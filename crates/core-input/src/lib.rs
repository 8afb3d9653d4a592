//! Async input service helpers shared across the runtime.

mod async_service;
pub use async_service::AsyncInputShutdown;

use async_service::spawn_async_event_task;

use core_events::{
    Event, InputEvent, KeyCode, KeyEvent, KeyModifiers, KeyToken, ModMask, NamedKey,
    normalize_keycode,
};
use crossterm::event::KeyModifiers as CMods;
use tokio::task::JoinHandle;

#[inline]
pub(crate) fn log_paste_chunk_flush(chunk: &str) {
    tracing::trace!(target: "input.paste", chunk_len = chunk.len(), "chunk_flush");
}

#[inline]
pub(crate) fn build_key_event(code: KeyCode, mods: KeyModifiers) -> Event {
    Event::Input(InputEvent::Key(KeyEvent {
        code: normalize_keycode(code),
        mods,
    }))
}

/// Collapse a NGI `KeyToken` (as produced by the live input task's
/// `KeyPress` events) down to the legacy `KeyEvent` shape `core-keymap`
/// resolves against. Tokens with no legacy counterpart (navigation keys
/// beyond the arrows, function keys, raw `Chord` bases we don't map) yield
/// `None` and the keystroke is dropped upstream.
pub fn key_token_to_key_event(token: &KeyToken) -> Option<KeyEvent> {
    fn base_code(token: &KeyToken) -> Option<KeyCode> {
        match token {
            KeyToken::Char(c) => Some(KeyCode::Char(*c)),
            KeyToken::Named(NamedKey::Enter) => Some(KeyCode::Enter),
            KeyToken::Named(NamedKey::Esc) => Some(KeyCode::Esc),
            KeyToken::Named(NamedKey::Backspace) => Some(KeyCode::Backspace),
            KeyToken::Named(NamedKey::Tab) => Some(KeyCode::Tab),
            KeyToken::Named(NamedKey::Up) => Some(KeyCode::Up),
            KeyToken::Named(NamedKey::Down) => Some(KeyCode::Down),
            KeyToken::Named(NamedKey::Left) => Some(KeyCode::Left),
            KeyToken::Named(NamedKey::Right) => Some(KeyCode::Right),
            KeyToken::Named(_) => None,
            KeyToken::Chord { .. } => None,
        }
    }

    match token {
        KeyToken::Chord { base, mods } => {
            let code = base_code(base)?;
            let mut out = KeyModifiers::empty();
            if mods.contains(ModMask::CTRL) {
                out |= KeyModifiers::CTRL;
            }
            if mods.contains(ModMask::ALT) {
                out |= KeyModifiers::ALT;
            }
            if mods.contains(ModMask::SHIFT) {
                out |= KeyModifiers::SHIFT;
            }
            Some(KeyEvent {
                code: normalize_keycode(code),
                mods: out,
            })
        }
        other => base_code(other).map(|code| KeyEvent {
            code: normalize_keycode(code),
            mods: KeyModifiers::empty(),
        }),
    }
}

/// Spawn the async input service backed by `crossterm::EventStream`.
///
/// Returns the `JoinHandle` for the background task alongside a shutdown handle
/// that can be used to request immediate termination.
pub fn spawn_async_input(
    sender: tokio::sync::mpsc::Sender<Event>,
) -> (JoinHandle<()>, AsyncInputShutdown) {
    spawn_async_event_task(sender)
}

pub(crate) fn map_mods(m: CMods) -> KeyModifiers {
    let mut out = KeyModifiers::empty();
    if m.contains(CMods::CONTROL) {
        out |= KeyModifiers::CTRL;
    }
    if m.contains(CMods::ALT) {
        out |= KeyModifiers::ALT;
    }
    if m.contains(CMods::SHIFT) {
        out |= KeyModifiers::SHIFT;
    }
    out
}

#[cfg(test)]
mod tests {
    use super::key_token_to_key_event;
    use core_events::{KeyCode, KeyModifiers, KeyToken, ModMask, NamedKey};

    use std::fmt;
    use std::sync::{Arc, Mutex};
    use tracing::Subscriber;
    use tracing::dispatcher::Dispatch;
    use tracing::field::{Field, Visit};
    use tracing_subscriber::layer::Context;
    use tracing_subscriber::layer::Layer;
    use tracing_subscriber::layer::SubscriberExt;
    use tracing_subscriber::registry::Registry;

    #[derive(Clone, Default)]
    struct Capture {
        events: Arc<Mutex<Vec<CapturedEvent>>>,
    }

    #[derive(Clone, Debug)]
    struct CapturedEvent {
        target: String,
        fields: Vec<(String, String)>,
    }

    #[derive(Default)]
    struct FieldCollector {
        fields: Vec<(String, String)>,
    }

    impl Visit for FieldCollector {
        fn record_debug(&mut self, field: &Field, value: &dyn fmt::Debug) {
            self.fields
                .push((field.name().to_string(), format!("{:?}", value)));
        }
    }

    impl<S> Layer<S> for Capture
    where
        S: Subscriber,
    {
        fn on_event(&self, event: &tracing::Event<'_>, _ctx: Context<'_, S>) {
            let mut collector = FieldCollector::default();
            event.record(&mut collector);
            let meta = event.metadata();
            self.events.lock().unwrap().push(CapturedEvent {
                target: meta.target().to_string(),
                fields: collector.fields,
            });
        }
    }

    #[test]
    fn chunk_flush_log_redacts_content() {
        let capture = Capture::default();
        let events = capture.events.clone();
        let subscriber = Registry::default().with(capture);
        let dispatch = Dispatch::new(subscriber);

        tracing::dispatcher::with_default(&dispatch, || {
            let secret = "secret paste payload 💣";
            super::log_paste_chunk_flush(secret);
        });

        let events = events.lock().unwrap();
        assert!(
            !events.is_empty(),
            "expected at least one captured input.paste event"
        );
        let event = events
            .iter()
            .find(|e| e.target == "input.paste")
            .expect("missing input.paste event");
        assert!(
            event.fields.iter().any(|(name, _)| name == "chunk_len"),
            "chunk_len field missing from event"
        );
        for (_, value) in &event.fields {
            assert!(
                !value.contains("secret paste payload"),
                "event leaked raw paste content: {value}"
            );
            assert!(
                !value.contains("💣"),
                "event leaked emoji from paste content: {value}"
            );
        }
    }

    #[test]
    fn plain_char_token_maps_to_key_event() {
        let ev = key_token_to_key_event(&KeyToken::Char('x')).expect("char maps");
        assert_eq!(ev.code, KeyCode::Char('x'));
        assert_eq!(ev.mods, KeyModifiers::empty());
    }

    #[test]
    fn chorded_token_carries_mods() {
        let token = KeyToken::Chord {
            base: Box::new(KeyToken::Char('s')),
            mods: ModMask::CTRL,
        };
        let ev = key_token_to_key_event(&token).expect("chord maps");
        assert_eq!(ev.code, KeyCode::Char('s'));
        assert!(ev.mods.contains(KeyModifiers::CTRL));
    }

    #[test]
    fn unmapped_named_key_returns_none() {
        assert!(key_token_to_key_event(&KeyToken::Named(NamedKey::F(1))).is_none());
    }
}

===============

- _Required work_
What you give back should be only the lines of the records above, starting at the line with "use tokio::task::JoinHandle;" and ending at the line with "live input task's", restated word for word.

- _Output_
use tokio::task::JoinHandle;

#[inline]
pub(crate) fn log_paste_chunk_flush(chunk: &str) {
    tracing::trace!(target: "input.paste", chunk_len = chunk.len(), "chunk_flush");
}

#[inline]
pub(crate) fn build_key_event(code: KeyCode, mods: KeyModifiers) -> Event {
    Event::Input(InputEvent::Key(KeyEvent {
        code: normalize_keycode(code),
        mods,
    }))
}

/// Collapse a NGI `KeyToken` (as produced by the live input task's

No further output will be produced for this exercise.